Several factors, including lifestyle choices, are believed to increase individual pancreatic cancer risk. Some of these factors are circumstances which cannot be changed. For example, age is a risk factor, meaning that older people are more at risk. Most people diagnosed with pancreatic cancer are over 45 years of age, and around 70% are older than 65. Certain genetic mutations may also increase the risk. These factors cannot be changed, but an awareness of the increased risk is useful because it may prompt the individual to have regular check-ups to screen for the cancer.
Many other pancreatic cancer risk factors are circumstances which individuals can modify. One of the most important is cigarette smoking, as the risk of pancreatic cancer can increase by 20% to 50% for a smoker. For a long-time smoker, giving up the habit may reduce the risk of pancreatic cancer significantly. It may not cut the risk in half, however, due to the possibility of cellular damage having already occurred due to smoking.

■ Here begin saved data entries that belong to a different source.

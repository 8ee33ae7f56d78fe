//! Per-shard spin locks.
//!
//! Each cell is a compare-and-swap flag guarding one value. Acquisition
//! busy-waits and yields the OS thread between attempts, so it is only
//! suitable for critical sections that do O(1) work (pointer swaps and
//! vector appends).

use std::sync::atomic::{AtomicU64, Ordering};

use spin::{Mutex, MutexGuard};

/// A fixed array of independently locked cells.
#[derive(Debug)]
pub struct SpinLockArray<T> {
    cells: Box<[Mutex<T>]>,
    conflicts: AtomicU64,
}

impl<T> SpinLockArray<T> {
    /// Create `size` cells, each initialized by `init(index)`.
    pub fn new(size: usize, mut init: impl FnMut(usize) -> T) -> Self {
        let cells = (0..size).map(|i| Mutex::new(init(i))).collect();
        Self {
            cells,
            conflicts: AtomicU64::new(0),
        }
    }

    /// Number of cells.
    pub fn len(&self) -> usize {
        self.cells.len()
    }

    pub fn is_empty(&self) -> bool {
        self.cells.is_empty()
    }

    /// Lock cell `idx`, spinning with a cooperative yield while it is held.
    ///
    /// # Panics
    ///
    /// Panics if `idx >= self.len()`.
    pub fn lock(&self, idx: usize) -> MutexGuard<'_, T> {
        let cell = &self.cells[idx];
        loop {
            if let Some(guard) = cell.try_lock() {
                return guard;
            }
            self.conflicts.fetch_add(1, Ordering::Relaxed);
            std::thread::yield_now();
        }
    }

    /// Try to lock cell `idx` once without spinning.
    pub fn try_lock(&self, idx: usize) -> Option<MutexGuard<'_, T>> {
        self.cells[idx].try_lock()
    }

    /// Total failed acquisition attempts since creation.
    pub fn conflicts(&self) -> u64 {
        self.conflicts.load(Ordering::Relaxed)
    }
}

#[cfg(test)]
mod tests {
    use super::*;
    use std::sync::Arc;

    #[test]
    fn test_cells_are_independent() {
        let locks = SpinLockArray::new(2, |i| i);
        let a = locks.lock(0);
        // Holding cell 0 must not block cell 1.
        let b = locks.try_lock(1).expect("cell 1 should be free");
        assert_eq!(*a, 0);
        assert_eq!(*b, 1);
        assert!(locks.try_lock(0).is_none());
    }

    #[test]
    fn test_unlock_on_drop() {
        let locks = SpinLockArray::new(1, |_| 0u32);
        {
            let mut g = locks.lock(0);
            *g += 1;
        }
        assert_eq!(*locks.lock(0), 1);
        assert_eq!(locks.conflicts(), 0);
    }

    #[test]
    fn test_contended_increments_are_exclusive() {
        let locks = Arc::new(SpinLockArray::new(1, |_| 0u64));
        let handles: Vec<_> = (0..4)
            .map(|_| {
                let locks = Arc::clone(&locks);
                std::thread::spawn(move || {
                    for _ in 0..10_000 {
                        *locks.lock(0) += 1;
                    }
                })
            })
            .collect();
        for h in handles {
            h.join().unwrap();
        }
        assert_eq!(*locks.lock(0), 40_000);
    }
}
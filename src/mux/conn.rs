//! Outbound connection writer boundary.

use std::collections::VecDeque;

use async_trait::async_trait;
use bytes::Bytes;
use thiserror::Error;
use tokio::io::{AsyncWrite, AsyncWriteExt};

/// Error type for outbound connection operations.
///
/// Every variant is fatal to the connection.
#[derive(Debug, Error)]
pub enum ConnError {
    #[error("connection closed")]
    Closed,

    #[error("I/O error: {0}")]
    Io(#[from] std::io::Error),
}

/// Write half of a connection as seen by the drain task.
///
/// `append` only stages a unit; nothing reaches the peer until `flush`.
/// Units are `Bytes`, so staging an existing buffer is zero-copy.
#[async_trait]
pub trait ConnWriter: Send + 'static {
    /// Stage `buf` for the next flush.
    fn append(&mut self, buf: Bytes) -> Result<(), ConnError>;

    /// Write all staged units to the peer.
    async fn flush(&mut self) -> Result<(), ConnError>;

    /// Close the connection. Idempotent.
    async fn close(&mut self);

    fn is_closed(&self) -> bool;
}

/// `ConnWriter` over any tokio `AsyncWrite`.
#[derive(Debug)]
pub struct IoConnWriter<W> {
    io: W,
    staged: VecDeque<Bytes>,
    staged_len: usize,
    closed: bool,
}

impl<W> IoConnWriter<W> {
    pub fn new(io: W) -> Self {
        Self {
            io,
            staged: VecDeque::new(),
            staged_len: 0,
            closed: false,
        }
    }

    /// Bytes staged but not yet flushed.
    pub fn staged_len(&self) -> usize {
        self.staged_len
    }

    pub fn get_ref(&self) -> &W {
        &self.io
    }
}

#[async_trait]
impl<W> ConnWriter for IoConnWriter<W>
where
    W: AsyncWrite + Unpin + Send + 'static,
{
    fn append(&mut self, buf: Bytes) -> Result<(), ConnError> {
        if self.closed {
            return Err(ConnError::Closed);
        }
        if !buf.is_empty() {
            self.staged_len += buf.len();
            self.staged.push_back(buf);
        }
        Ok(())
    }

    async fn flush(&mut self) -> Result<(), ConnError> {
        if self.closed {
            return Err(ConnError::Closed);
        }
        while let Some(mut buf) = self.staged.pop_front() {
            let len = buf.len();
            if let Err(e) = self.io.write_all_buf(&mut buf).await {
                self.staged.clear();
                self.staged_len = 0;
                return Err(e.into());
            }
            self.staged_len -= len;
        }
        self.io.flush().await?;
        Ok(())
    }

    async fn close(&mut self) {
        if self.closed {
            return;
        }
        self.closed = true;
        self.staged.clear();
        self.staged_len = 0;
        if let Err(e) = self.io.shutdown().await {
            tracing::debug!(error = %e, "Connection shutdown failed");
        }
    }

    fn is_closed(&self) -> bool {
        self.closed
    }
}
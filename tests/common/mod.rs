//! Test utilities for sluice-mux integration tests.
//!
//! Provides:
//! - An in-memory connection writer with failure injection
//! - A polling wait helper

#![allow(dead_code)]

use std::sync::atomic::{AtomicBool, AtomicUsize, Ordering};
use std::sync::Arc;
use std::time::Duration;

use async_trait::async_trait;
use bytes::Bytes;
use parking_lot::Mutex;
use sluice_mux::mux::{ConnError, ConnWriter};

/// Shared view of everything a [`MemoryConn`] received.
#[derive(Default)]
pub struct ConnLog {
    staged: Mutex<Vec<Bytes>>,
    /// Units in flush order
    pub written: Mutex<Vec<Bytes>>,
    pub flushes: AtomicUsize,
    /// Set while a flush is in progress
    pub flushing: AtomicBool,
    pub closes: AtomicUsize,
}

impl ConnLog {
    pub fn written_units(&self) -> Vec<Bytes> {
        self.written.lock().clone()
    }

    pub fn written_count(&self) -> usize {
        self.written.lock().len()
    }

    pub fn flush_count(&self) -> usize {
        self.flushes.load(Ordering::SeqCst)
    }
}

/// In-memory `ConnWriter`.
pub struct MemoryConn {
    pub log: Arc<ConnLog>,
    closed: bool,
    flush_delay: Option<Duration>,
    fail_flush: bool,
}

impl MemoryConn {
    pub fn new() -> (Self, Arc<ConnLog>) {
        let log = Arc::new(ConnLog::default());
        let conn = Self {
            log: Arc::clone(&log),
            closed: false,
            flush_delay: None,
            fail_flush: false,
        };
        (conn, log)
    }

    /// Make every flush take `delay`.
    pub fn with_flush_delay(mut self, delay: Duration) -> Self {
        self.flush_delay = Some(delay);
        self
    }

    /// Make every flush fail.
    pub fn failing_flush(mut self) -> Self {
        self.fail_flush = true;
        self
    }
}

#[async_trait]
impl ConnWriter for MemoryConn {
    fn append(&mut self, buf: Bytes) -> Result<(), ConnError> {
        if self.closed {
            return Err(ConnError::Closed);
        }
        self.log.staged.lock().push(buf);
        Ok(())
    }

    async fn flush(&mut self) -> Result<(), ConnError> {
        if self.closed {
            return Err(ConnError::Closed);
        }
        self.log.flushing.store(true, Ordering::SeqCst);
        if let Some(delay) = self.flush_delay {
            tokio::time::sleep(delay).await;
        }
        self.log.flushing.store(false, Ordering::SeqCst);
        if self.fail_flush {
            return Err(ConnError::Io(std::io::ErrorKind::ConnectionReset.into()));
        }
        let staged = std::mem::take(&mut *self.log.staged.lock());
        self.log.written.lock().extend(staged);
        self.log.flushes.fetch_add(1, Ordering::SeqCst);
        Ok(())
    }

    async fn close(&mut self) {
        if !self.closed {
            self.closed = true;
            self.log.closes.fetch_add(1, Ordering::SeqCst);
        }
    }

    fn is_closed(&self) -> bool {
        self.closed
    }
}

/// Wait for a condition to become true with timeout.
///
/// # Returns
///
/// `true` if condition was met, `false` if timeout expired
pub async fn wait_for<F>(timeout: Duration, mut condition: F) -> bool
where
    F: FnMut() -> bool,
{
    let start = std::time::Instant::now();
    while start.elapsed() < timeout {
        if condition() {
            return true;
        }
        tokio::time::sleep(Duration::from_millis(5)).await;
    }
    false
}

Diet is also thought to play an influential role in pancreatic cancer risk. Some medical studies have shown that people with diets high in fat and meat have an increased risk. While this association has not been conclusively proven, it may be worthwhile to reduce the intake of these foods for many health-related reasons. Chronic exposure to certain chemicals, including gasoline and some types of insecticides, can also increase the risk; therefore another prevention measure is to avoid prolonged chemical exposure.
Certain chronic diseases may increase the risk of developing pancreatic cancer. People with chronic pancreatitis, diabetes, and chronic cirrhosis of the liver are more likely to develop this disease. In addition, people who undergo upper digestive tract surgery may also have an increased risk of pancreatic cancer. Again, while these factors cannot necessarily be changed, an awareness of the increased risk is important for pancreatic cancer prevention.